use anyhow::{Context, Result, bail};
use glam::{Vec2, Vec3};
use serde::Deserialize;
use std::path::Path;

use crate::error::SceneError;

/// Every hand-tuned constant of the sequence.
///
/// All sections default to the authored values, so a JSON file only needs the
/// keys it overrides.
#[derive(Debug, Clone, Deserialize, PartialEq)]
#[serde(default)]
pub struct SceneConfig {
    pub dolly: DollyConfig,
    pub helix: HelixConfig,
    pub transition: TransitionConfig,
    pub lighting: LightingConfig,
    pub ambient: AmbientConfig,
    pub effects: EffectsConfig,
    pub audio: AudioConfig,
    pub input: InputConfig,
    pub tv: TvDimensions,
    pub set: SetDimensions,
    pub assets: AssetPaths,
    /// Upper bound on a single tick's delta, so a suspended tab resumes smoothly.
    pub max_tick_secs: f32,
}

impl Default for SceneConfig {
    fn default() -> Self {
        Self {
            dolly: DollyConfig::default(),
            helix: HelixConfig::default(),
            transition: TransitionConfig::default(),
            lighting: LightingConfig::default(),
            ambient: AmbientConfig::default(),
            effects: EffectsConfig::default(),
            audio: AudioConfig::default(),
            input: InputConfig::default(),
            tv: TvDimensions::default(),
            set: SetDimensions::default(),
            assets: AssetPaths::default(),
            max_tick_secs: 0.25,
        }
    }
}

#[derive(Debug, Clone, Deserialize, PartialEq)]
#[serde(default)]
pub struct DollyConfig {
    pub start: Vec3,
    pub end: Vec3,
    pub look_at: Vec3,
    pub max_scroll: f32,
    pub sensitivity: f32,
    pub smoothing: f32,
    /// Distance in front of the screen glass at which the cut fires.
    pub threshold_margin: f32,
    pub fov_deg: f32,
}

impl Default for DollyConfig {
    fn default() -> Self {
        Self {
            start: Vec3::new(-0.08, 0.95, 4.5),
            end: Vec3::new(-0.08, 0.54, 0.15),
            look_at: Vec3::new(-0.08, 0.54, -2.0),
            max_scroll: 2500.0,
            sensitivity: 0.5,
            smoothing: 0.05,
            threshold_margin: 0.12,
            fov_deg: 45.0,
        }
    }
}

#[derive(Debug, Clone, Deserialize, PartialEq)]
#[serde(default)]
pub struct HelixConfig {
    pub origin: Vec3,
    pub camera_distance: f32,
    pub base_radius: f32,
    pub vertical_spacing: f32,
    pub scale_falloff: f32,
    pub opacity_falloff: f32,
    pub opacity_floor: f32,
    /// Extra radius fraction for the front-facing slot; `0` disables the bulge.
    pub bulge: f32,
    pub bulge_width: f32,
    pub sensitivity: f32,
    pub smoothing: f32,
    pub card_size: Vec2,
    pub hover_lift: f32,
    pub hover_secs: f32,
    pub title_fade_secs: f32,
}

impl Default for HelixConfig {
    fn default() -> Self {
        Self {
            origin: Vec3::new(0.0, 0.0, -40.0),
            camera_distance: 3.6,
            base_radius: 1.6,
            vertical_spacing: 0.7,
            scale_falloff: 0.15,
            opacity_falloff: 0.35,
            opacity_floor: 0.12,
            bulge: 0.12,
            bulge_width: 0.6,
            sensitivity: 0.0025,
            smoothing: 0.08,
            card_size: Vec2::new(0.8, 1.1),
            hover_lift: 0.08,
            hover_secs: 0.2,
            title_fade_secs: 0.35,
        }
    }
}

#[derive(Debug, Clone, Copy, Deserialize, PartialEq, Eq, Default)]
#[serde(rename_all = "snake_case")]
pub enum BlackoutStyle {
    /// Jump straight to black on the trigger tick.
    Cut,
    /// Fade to black over `fade_out_secs`.
    #[default]
    Fade,
}

#[derive(Debug, Clone, Deserialize, PartialEq)]
#[serde(default)]
pub struct TransitionConfig {
    pub style: BlackoutStyle,
    pub fade_out_secs: f32,
    pub swap_delay_secs: f32,
    pub fade_in_secs: f32,
}

impl Default for TransitionConfig {
    fn default() -> Self {
        Self {
            style: BlackoutStyle::Fade,
            fade_out_secs: 0.25,
            swap_delay_secs: 0.08,
            fade_in_secs: 0.45,
        }
    }
}

#[derive(Debug, Clone, Deserialize, PartialEq)]
#[serde(default)]
pub struct LightingConfig {
    pub key_start: f32,
    pub key_end: f32,
    pub fill: f32,
    pub glow_start: f32,
    pub glow_end: f32,
    pub rim: f32,
    pub spiral_key: f32,
    pub spiral_glow: f32,
    pub ambient_brightness: f32,
    /// Per-second smoothing toward the sampled poster colour.
    pub glow_color_smoothing: f32,
}

impl Default for LightingConfig {
    fn default() -> Self {
        Self {
            key_start: 900_000.0,
            key_end: 350_000.0,
            fill: 120_000.0,
            glow_start: 20_000.0,
            glow_end: 160_000.0,
            rim: 200_000.0,
            spiral_key: 600_000.0,
            spiral_glow: 90_000.0,
            ambient_brightness: 60.0,
            glow_color_smoothing: 0.06,
        }
    }
}

#[derive(Debug, Clone, Deserialize, PartialEq)]
#[serde(default)]
pub struct AmbientConfig {
    pub brightness_base: f32,
    pub brightness_amp: f32,
    pub brightness_rate: f32,
    pub flicker_amount: f32,
    pub pulse_amount: f32,
    pub pulse_rate: f32,
    pub grain_fps: f32,
}

impl Default for AmbientConfig {
    fn default() -> Self {
        Self {
            brightness_base: 0.95,
            brightness_amp: 0.05,
            brightness_rate: 1.2,
            flicker_amount: 0.06,
            pulse_amount: 0.05,
            pulse_rate: 2.0,
            grain_fps: 24.0,
        }
    }
}

#[derive(Debug, Clone, Deserialize, PartialEq)]
#[serde(default)]
pub struct EffectsConfig {
    pub bloom: bool,
    pub bloom_strength: f32,
    pub bloom_radius: f32,
    pub bloom_threshold: f32,
    pub grain: bool,
    pub grain_opacity: f32,
    pub grain_frames: usize,
    pub grain_size: u32,
}

impl Default for EffectsConfig {
    fn default() -> Self {
        Self {
            bloom: true,
            bloom_strength: 0.15,
            bloom_radius: 0.3,
            bloom_threshold: 0.95,
            grain: true,
            grain_opacity: 0.06,
            grain_frames: 6,
            grain_size: 128,
        }
    }
}

#[derive(Debug, Clone, Deserialize, PartialEq)]
#[serde(default)]
pub struct AudioConfig {
    pub min_gain: f32,
    pub max_gain: f32,
    pub spiral_proximity: f32,
}

impl Default for AudioConfig {
    fn default() -> Self {
        Self {
            min_gain: 0.1,
            max_gain: 1.0,
            spiral_proximity: 0.4,
        }
    }
}

#[derive(Debug, Clone, Deserialize, PartialEq)]
#[serde(default)]
pub struct InputConfig {
    pub touch_multiplier: f32,
    /// Pixels per wheel "line" for devices that report line deltas.
    pub line_height_px: f32,
}

impl Default for InputConfig {
    fn default() -> Self {
        Self {
            touch_multiplier: 2.0,
            line_height_px: 40.0,
        }
    }
}

#[derive(Debug, Clone, Deserialize, PartialEq)]
#[serde(default)]
pub struct TvDimensions {
    pub cabinet: Vec3,
    pub leg_height: f32,
    pub leg_radius: f32,
    pub screen: Vec2,
    /// Screen centre relative to the cabinet front centre.
    pub screen_offset: Vec2,
    pub bezel_margin: f32,
    pub bezel_depth: f32,
    pub knob_radius: f32,
    pub antenna_length: f32,
    pub antenna_spread_deg: f32,
    pub segments: u32,
}

impl Default for TvDimensions {
    fn default() -> Self {
        Self {
            cabinet: Vec3::new(0.9, 0.7, 0.6),
            leg_height: 0.16,
            leg_radius: 0.025,
            screen: Vec2::new(0.56, 0.42),
            screen_offset: Vec2::new(-0.08, 0.03),
            bezel_margin: 0.035,
            bezel_depth: 0.03,
            knob_radius: 0.045,
            antenna_length: 0.55,
            antenna_spread_deg: 28.0,
            segments: 32,
        }
    }
}

impl TvDimensions {
    /// World Z of the screen glass, with the TV group at the origin.
    pub fn screen_plane_z(&self) -> f32 {
        self.cabinet.z * 0.5 + self.bezel_depth + 0.002
    }

    /// World-space centre of the screen glass.
    pub fn screen_center(&self) -> Vec3 {
        Vec3::new(
            self.screen_offset.x,
            self.leg_height + self.cabinet.y * 0.5 + self.screen_offset.y,
            self.screen_plane_z(),
        )
    }
}

#[derive(Debug, Clone, Deserialize, PartialEq)]
#[serde(default)]
pub struct SetDimensions {
    pub floor_size: f32,
    pub wall_distance: f32,
    pub wall_height: f32,
    pub grain_seed: u32,
    pub grain_size: u32,
}

impl Default for SetDimensions {
    fn default() -> Self {
        Self {
            floor_size: 40.0,
            wall_distance: 3.0,
            wall_height: 12.0,
            grain_seed: 7,
            grain_size: 256,
        }
    }
}

#[derive(Debug, Clone, Deserialize, PartialEq)]
#[serde(default)]
pub struct AssetPaths {
    pub font: Option<String>,
    pub ambience: Option<String>,
    pub loader_hide_secs: f32,
}

impl Default for AssetPaths {
    fn default() -> Self {
        Self {
            font: Some("fonts/FiraSans-Bold.ttf".to_string()),
            ambience: None,
            loader_hide_secs: 1.5,
        }
    }
}

impl SceneConfig {
    pub fn from_path(path: impl AsRef<Path>) -> Result<Self> {
        let path = path.as_ref();
        let bytes = std::fs::read(path).with_context(|| format!("reading {:?}", path))?;
        Self::from_bytes(&bytes).with_context(|| format!("loading {:?}", path))
    }

    pub fn from_bytes(bytes: &[u8]) -> Result<Self> {
        let config: SceneConfig =
            serde_json::from_slice(bytes).context("parsing scene config json")?;
        config.validate()?;
        Ok(config)
    }

    /// Reject parameter sets the state machine cannot honour.
    pub fn validate(&self) -> Result<()> {
        let d = &self.dolly;
        let threshold_z = self.tv.screen_plane_z() + d.threshold_margin;
        if d.max_scroll <= 0.0 {
            bail!(SceneError::InvalidConfig("dolly.max_scroll must be positive".into()));
        }
        for (name, k) in [
            ("dolly.smoothing", d.smoothing),
            ("helix.smoothing", self.helix.smoothing),
            ("lighting.glow_color_smoothing", self.lighting.glow_color_smoothing),
        ] {
            if !(k > 0.0 && k < 1.0) {
                bail!(SceneError::InvalidConfig(format!("{name} must lie in (0, 1), got {k}")));
            }
        }
        if !(d.start.z > threshold_z && threshold_z > d.end.z) {
            bail!(SceneError::InvalidConfig(format!(
                "screen threshold z {threshold_z} is not between dolly end {} and start {}",
                d.end.z, d.start.z
            )));
        }
        if d.look_at.z >= d.end.z {
            bail!(SceneError::InvalidConfig(
                "dolly.look_at must sit behind the dolly end anchor".into()
            ));
        }
        if self.helix.base_radius <= 0.0 || self.helix.vertical_spacing < 0.0 {
            bail!(SceneError::InvalidConfig("helix radius/spacing out of range".into()));
        }
        if !(0.0..=1.0).contains(&self.helix.opacity_floor) {
            bail!(SceneError::InvalidConfig("helix.opacity_floor must lie in [0, 1]".into()));
        }
        let t = &self.transition;
        if t.fade_out_secs < 0.0 || t.swap_delay_secs < 0.0 || t.fade_in_secs < 0.0 {
            bail!(SceneError::InvalidConfig("transition durations must be non-negative".into()));
        }
        if self.max_tick_secs <= 0.0 {
            bail!(SceneError::InvalidConfig("max_tick_secs must be positive".into()));
        }
        Ok(())
    }
}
====================
■ Problem to solve ■
Scan the entries above, and wherever a line holds the string "SetDimensions", copy it.

■ Reply to the task ■
    pub set: SetDimensions,
            set: SetDimensions::default(),
pub struct SetDimensions {
impl Default for SetDimensions {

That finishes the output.